En cuanto a la última
objeción pretendo que el director, transformado en una suerte de demiurgo, y
que tiene en el trasfondo del pensamiento esa idea de pureza implacable de
consumación a cualquier precio, si verdaderamente quiere ser director, y por
tanto hombre conocedor de la materia y los objetos, lleve a cabo en el dominio
físico una búsqueda del movimiento intenso, del ademán patético y preciso, que
en el plano psicológico equivale a la disciplina moral más absoluta y más
íntegra, y en el plano cósmico al desencadenamiento de ciertas fuerzas ciegas
que activan lo que es necesario activar y trituran y queman lo que es necesario
triturar y quemar.
Y he aquí la conclusión
genetal:
El teatro no es ya un
arte; o en todo caso es un arte inútil.
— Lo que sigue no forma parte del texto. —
//! Timestamped backups taken before a record is overwritten or removed
//!
//! Layout: `{root}/{seg0}/{seg1}/.backup/{middle segments}/{leaf}.{timestamp}{suffix}`.
//! Keys shorter than three segments back up under `{root}/.backup/`.

use std::fs;
use std::io;
use std::path::{Path, PathBuf};

use chrono::{DateTime, Utc};

use super::format::StoredFormat;

pub(crate) const BACKUP_DIR: &str = ".backup";

const TIMESTAMP_FORMAT: &str = "%Y%m%dT%H%M%S_%9f";
const TIMESTAMP_LEN: usize = 25;

struct Location {
    dir: PathBuf,
    leaf: String,
}

fn location(root: &Path, key: &str) -> Location {
    let segments: Vec<&str> = key.split('/').collect();
    let (leaf, parents) = segments
        .split_last()
        .map_or((key, &[][..]), |(leaf, parents)| (*leaf, parents));

    let mut dir = root.to_path_buf();
    if parents.len() >= 2 {
        dir.push(parents[0]);
        dir.push(parents[1]);
        dir.push(BACKUP_DIR);
        dir.extend(&parents[2..]);
    } else {
        dir.push(BACKUP_DIR);
        dir.extend(parents);
    }

    Location {
        dir,
        leaf: leaf.to_string(),
    }
}

/// Copy `source` (the current file of `key`) into the backup area.
pub(crate) fn create(
    root: &Path,
    key: &str,
    source: &Path,
    format: StoredFormat,
) -> io::Result<PathBuf> {
    let Location { dir, leaf } = location(root, key);
    fs::create_dir_all(&dir)?;

    let mut stamp: DateTime<Utc> = Utc::now();
    let target = loop {
        let candidate = dir.join(format!(
            "{leaf}.{}{}",
            stamp.format(TIMESTAMP_FORMAT),
            format.suffix()
        ));
        if !candidate.exists() {
            break candidate;
        }
        // Same nanosecond as an earlier backup
        stamp += chrono::Duration::nanoseconds(1);
    };

    fs::copy(source, &target)?;
    Ok(target)
}

/// Backups of `key`, oldest first.
pub(crate) fn list(root: &Path, key: &str) -> io::Result<Vec<PathBuf>> {
    let Location { dir, leaf } = location(root, key);
    let entries = match fs::read_dir(&dir) {
        Ok(entries) => entries,
        Err(e) if e.kind() == io::ErrorKind::NotFound => return Ok(Vec::new()),
        Err(e) => return Err(e),
    };

    let mut found: Vec<(String, PathBuf)> = Vec::new();
    for entry in entries.flatten() {
        let name = entry.file_name();
        let Some(name) = name.to_str() else { continue };
        if let Some(stamp) = backup_timestamp(name, &leaf) {
            found.push((stamp.to_string(), entry.path()));
        }
    }
    found.sort();
    Ok(found.into_iter().map(|(_, path)| path).collect())
}

/// Delete all but the newest `retention` backups of `key`. Returns how many were removed.
pub(crate) fn rotate(root: &Path, key: &str, retention: usize) -> io::Result<usize> {
    let backups = list(root, key)?;
    let excess = backups.len().saturating_sub(retention);
    for path in &backups[..excess] {
        match fs::remove_file(path) {
            Ok(()) => {}
            Err(e) if e.kind() == io::ErrorKind::NotFound => {}
            Err(e) => return Err(e),
        }
    }
    Ok(excess)
}

/// Timestamp part of `name` if it is a backup of `leaf`.
fn backup_timestamp<'a>(name: &'a str, leaf: &str) -> Option<&'a str> {
    let rest = name.strip_prefix(leaf)?.strip_prefix('.')?;
    if rest.len() <= TIMESTAMP_LEN || !rest.is_char_boundary(TIMESTAMP_LEN) {
        return None;
    }
    let (stamp, suffix) = rest.split_at(TIMESTAMP_LEN);
    let well_formed = stamp.bytes().enumerate().all(|(i, b)| match i {
        8 => b == b'T',
        15 => b == b'_',
        _ => b.is_ascii_digit(),
    });
    let known_suffix = StoredFormat::PROBE_ORDER.iter().any(|f| f.suffix() == suffix);
    (well_formed && known_suffix).then_some(stamp)
}
//! Precision-recall curve records

use serde::{Deserialize, Serialize};

use crate::compute::downsample;

/// A point on a PR curve together with its F1 score.
#[derive(Debug, Clone, Copy, PartialEq, Serialize, Deserialize)]
pub struct OperatingPoint {
    /// Score threshold.
    pub threshold: f64,
    /// Precision at the threshold.
    pub precision: f64,
    /// Recall at the threshold.
    pub recall: f64,
    /// Harmonic mean of precision and recall.
    pub f1: f64,
}

/// F1 score, 0 when both inputs are 0.
#[must_use]
pub fn f1_score(precision: f64, recall: f64) -> f64 {
    let sum = precision + recall;
    if sum > 0.0 {
        2.0 * precision * recall / sum
    } else {
        0.0
    }
}

/// Precision-recall curve of one algorithm run.
///
/// The main series is sorted by ascending recall with non-increasing
/// precision. `raw_*` hold the curve before monotonization and
/// downsampling and are only present at full resolution.
#[derive(Debug, Clone, PartialEq, Serialize, Deserialize)]
pub struct PrCurveData {
    /// Precision values.
    pub precision: Vec<f64>,
    /// Recall values, ascending.
    pub recall: Vec<f64>,
    /// Score thresholds.
    pub thresholds: Vec<f64>,
    /// F1 per point.
    pub f1_scores: Vec<f64>,
    /// Area under the raw curve.
    #[serde(default)]
    pub auc: f64,
    /// Best-F1 point of the main series.
    #[serde(default, skip_serializing_if = "Option::is_none")]
    pub optimal: Option<OperatingPoint>,
    /// Precision before monotonization.
    #[serde(default, skip_serializing_if = "Vec::is_empty")]
    pub raw_precision: Vec<f64>,
    /// Recall before monotonization.
    #[serde(default, skip_serializing_if = "Vec::is_empty")]
    pub raw_recall: Vec<f64>,
    /// Thresholds before monotonization.
    #[serde(default, skip_serializing_if = "Vec::is_empty")]
    pub raw_thresholds: Vec<f64>,
    /// Match samples the curve was built from.
    #[serde(default)]
    pub num_samples: usize,
    /// Inliers among the samples.
    #[serde(default)]
    pub num_positives: usize,
    /// Point count before downsampling.
    #[serde(default)]
    pub original_points: usize,
    /// Whether the main series is a reduced copy.
    #[serde(default)]
    pub downsampled: bool,
}

impl PrCurveData {
    /// Number of points in the main series.
    #[must_use]
    pub fn len(&self) -> usize {
        self.recall.len()
    }

    /// True if the main series is empty.
    #[must_use]
    pub fn is_empty(&self) -> bool {
        self.recall.is_empty()
    }

    /// Whether precision never increases along the main series.
    #[must_use]
    pub fn is_monotonic(&self) -> bool {
        self.precision.windows(2).all(|w| w[0] >= w[1])
    }

    /// Best-F1 point of the given series; ties keep the first.
    #[must_use]
    pub fn best_operating_point(
        precision: &[f64],
        recall: &[f64],
        thresholds: &[f64],
    ) -> Option<OperatingPoint> {
        let mut best: Option<OperatingPoint> = None;
        for ((&p, &r), &t) in precision.iter().zip(recall).zip(thresholds) {
            let f1 = f1_score(p, r);
            if best.map_or(true, |b| f1 > b.f1) {
                best = Some(OperatingPoint {
                    threshold: t,
                    precision: p,
                    recall: r,
                    f1,
                });
            }
        }
        best
    }

    /// UI variant: main series reduced to at most `cap` points, raw series dropped.
    #[must_use]
    pub fn ui_view(&self, cap: usize) -> Self {
        let idx = downsample::uniform_indices(self.len(), cap);
        let precision = downsample::select(&self.precision, &idx);
        let recall = downsample::select(&self.recall, &idx);
        let thresholds = downsample::select(&self.thresholds, &idx);
        let f1_scores = downsample::select(&self.f1_scores, &idx);
        let optimal = Self::best_operating_point(&precision, &recall, &thresholds);
        Self {
            precision,
            recall,
            thresholds,
            f1_scores,
            auc: self.auc,
            optimal,
            raw_precision: Vec::new(),
            raw_recall: Vec::new(),
            raw_thresholds: Vec::new(),
            num_samples: self.num_samples,
            num_positives: self.num_positives,
            original_points: self.original_points.max(self.len()),
            downsampled: self.downsampled || self.len() > cap,
        }
    }
}

#[cfg(test)]
mod tests {
    use super::*;

    #[allow(clippy::cast_precision_loss)]
    fn curve(n: usize) -> PrCurveData {
        let recall: Vec<f64> = (0..n).map(|i| i as f64 / n as f64).collect();
        let precision: Vec<f64> = (0..n).map(|i| 1.0 - i as f64 / (2 * n) as f64).collect();
        let thresholds: Vec<f64> = (0..n).map(|i| 1.0 - i as f64 / n as f64).collect();
        let f1_scores = precision.iter().zip(&recall).map(|(p, r)| f1_score(*p, *r)).collect();
        PrCurveData {
            optimal: PrCurveData::best_operating_point(&precision, &recall, &thresholds),
            raw_precision: precision.clone(),
            raw_recall: recall.clone(),
            raw_thresholds: thresholds.clone(),
            precision,
            recall,
            thresholds,
            f1_scores,
            auc: 0.7,
            num_samples: n,
            num_positives: n / 2,
            original_points: n,
            downsampled: false,
        }
    }

    #[test]
    fn test_f1_zero_guard() {
        assert!(f1_score(0.0, 0.0).abs() < f64::EPSILON);
        assert!((f1_score(1.0, 1.0) - 1.0).abs() < f64::EPSILON);
    }

    #[test]
    fn test_best_operating_point() {
        let best = PrCurveData::best_operating_point(&[1.0, 0.8, 0.5], &[0.1, 0.7, 0.9], &[0.9, 0.5, 0.1])
            .unwrap();
        assert!((best.threshold - 0.5).abs() < f64::EPSILON);
        assert!(PrCurveData::best_operating_point(&[], &[], &[]).is_none());
    }

    #[test]
    fn test_ui_view_drops_raw_and_caps() {
        let full = curve(800);
        let ui = full.ui_view(500);
        assert_eq!(ui.len(), 500);
        assert!(ui.raw_precision.is_empty());
        assert_eq!(ui.original_points, 800);
        assert!(ui.downsampled);
        assert!(ui.is_monotonic());
        assert!(ui.optimal.is_some());
    }

    #[test]
    fn test_raw_series_omitted_from_json_when_empty() {
        let ui = curve(3).ui_view(500);
        let json = serde_json::to_value(&ui).unwrap();
        assert!(json.get("raw_precision").is_none());
        assert_eq!(json["recall"].as_array().unwrap().len(), 3);
    }
}
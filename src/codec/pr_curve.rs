//! PR curve <-> columns
//!
//! Columns: `precision, recall, f1` as `Float32`, `threshold` as `Float64`,
//! plus `raw_precision, raw_recall, raw_threshold` when the curve still
//! carries its raw series (full resolution only).

use super::{meta_f64, Column, ColumnarFrame, Metadata, Resolution, SeriesMap};
use crate::experiment::{OperatingPoint, PrCurveData};
use crate::Result;

/// Map a PR curve onto columns and metadata.
#[must_use]
pub fn encode(curve: &PrCurveData, resolution: Resolution) -> (SeriesMap, Metadata) {
    let mut series = SeriesMap::new();
    series.insert("precision".to_string(), f32_column(&curve.precision));
    series.insert("recall".to_string(), f32_column(&curve.recall));
    series.insert("f1".to_string(), f32_column(&curve.f1_scores));
    series.insert("threshold".to_string(), Column::Float64(curve.thresholds.clone()));
    if resolution == Resolution::Full && !curve.raw_recall.is_empty() {
        series.insert("raw_precision".to_string(), f32_column(&curve.raw_precision));
        series.insert("raw_recall".to_string(), f32_column(&curve.raw_recall));
        series.insert(
            "raw_threshold".to_string(),
            Column::Float64(curve.raw_thresholds.clone()),
        );
    }

    let mut metadata = Metadata::new();
    metadata.insert("version".to_string(), resolution.as_str().to_string());
    metadata.insert("points".to_string(), curve.len().to_string());
    meta_f64(&mut metadata, "auc", curve.auc);
    if let Some(best) = curve.optimal {
        meta_f64(&mut metadata, "optimal_threshold", best.threshold);
        meta_f64(&mut metadata, "optimal_precision", best.precision);
        meta_f64(&mut metadata, "optimal_recall", best.recall);
        meta_f64(&mut metadata, "optimal_f1", best.f1);
    }
    metadata.insert("num_samples".to_string(), curve.num_samples.to_string());
    metadata.insert("num_positives".to_string(), curve.num_positives.to_string());
    metadata.insert("original_points".to_string(), curve.original_points.to_string());
    metadata.insert("downsampled".to_string(), curve.downsampled.to_string());
    (series, metadata)
}

/// Rebuild a PR curve from columns and metadata.
///
/// # Errors
///
/// Returns `Error::Codec` if a main-series column is missing.
pub fn decode(frame: &ColumnarFrame) -> Result<PrCurveData> {
    let precision = frame.f64_column("precision")?;
    let recall = frame.f64_column("recall")?;
    let thresholds = frame.f64_column("threshold")?;
    let f1_scores = frame.optional_f64_column("f1")?;

    let optimal = match (
        frame.meta_parse("optimal_threshold"),
        frame.meta_parse("optimal_precision"),
        frame.meta_parse("optimal_recall"),
        frame.meta_parse("optimal_f1"),
    ) {
        (Some(threshold), Some(precision), Some(recall), Some(f1)) => Some(OperatingPoint {
            threshold,
            precision,
            recall,
            f1,
        }),
        _ => None,
    };

    Ok(PrCurveData {
        auc: frame.meta_parse("auc").unwrap_or_default(),
        optimal,
        raw_precision: frame.optional_f64_column("raw_precision")?,
        raw_recall: frame.optional_f64_column("raw_recall")?,
        raw_thresholds: frame.optional_f64_column("raw_threshold")?,
        num_samples: frame.meta_parse("num_samples").unwrap_or_default(),
        num_positives: frame.meta_parse("num_positives").unwrap_or_default(),
        original_points: frame.meta_parse("original_points").unwrap_or(recall.len()),
        downsampled: frame.meta_parse("downsampled").unwrap_or(false),
        precision,
        recall,
        thresholds,
        f1_scores,
    })
}

#[allow(clippy::cast_possible_truncation)]
fn f32_column(values: &[f64]) -> Column {
    Column::Float32(values.iter().map(|v| *v as f32).collect())
}

#[cfg(test)]
mod tests {
    use super::*;
    use crate::compute::PrCurveBuilder;
    use crate::experiment::MatchScore;

    fn curve() -> PrCurveData {
        let samples: Vec<MatchScore> = (0..40)
            .map(|i| MatchScore::new(f64::from(i) / 40.0, i % 4 != 0))
            .collect();
        PrCurveBuilder::new().build_from_samples(&samples).unwrap()
    }

    #[test]
    fn test_raw_columns_only_at_full() {
        let data = curve();
        let (full, _) = encode(&data, Resolution::Full);
        let (ui, ui_meta) = encode(&data.ui_view(500), Resolution::Ui);
        assert!(full.contains_key("raw_recall"));
        assert!(!ui.contains_key("raw_recall"));
        assert_eq!(ui_meta["version"], "ui");
    }

    #[test]
    fn test_decode_within_f32_precision() {
        let data = curve();
        let (columns, metadata) = encode(&data, Resolution::Full);
        let decoded = decode(&ColumnarFrame { columns, metadata }).unwrap();

        assert_eq!(decoded.len(), data.len());
        assert_eq!(decoded.thresholds, data.thresholds);
        for (a, b) in decoded.precision.iter().zip(&data.precision) {
            assert!((a - b).abs() < 1e-6);
        }
        assert_eq!(decoded.optimal, data.optimal);
        assert_eq!(decoded.num_positives, data.num_positives);
        assert!((decoded.auc - data.auc).abs() < f64::EPSILON);
        assert_eq!(decoded.raw_thresholds, data.raw_thresholds);
    }

    #[test]
    fn test_decode_requires_main_series() {
        let frame = ColumnarFrame::default();
        assert!(decode(&frame).is_err());
    }
}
Se ha conformado en todo a la idea
occidental de arte. Estamos hartos de sentimientos decorativos y vanos, de
actividades sin objeto, consagradas solamente a lo amable y a lo pintoresco.
Queremos un teatro que funciones activamente, pero en un nivel aun no definido.
Necesitamos acción
verdadera, pero sin consecuencias prácticas. La acción del teatro no desborda
al plano social. Y mucho menos al plano moral y psicológico.
Se advierte aquí que el
problema no es simple: pero por más caótico, impenetrable y áspero que sea,
nuestro Manifiesto no elude el verdadero problema; al contrario, lo ataca de
frente, cosa que desde hace mucho no se anima a hacer ningún hombre en el
teatro. Ninguno hasta ahora ha planteado el verdadero principio del teatro, que
es metafísico; y si hay tan pocas piezas teatrales válidas, no es por falta de
talento o de autores.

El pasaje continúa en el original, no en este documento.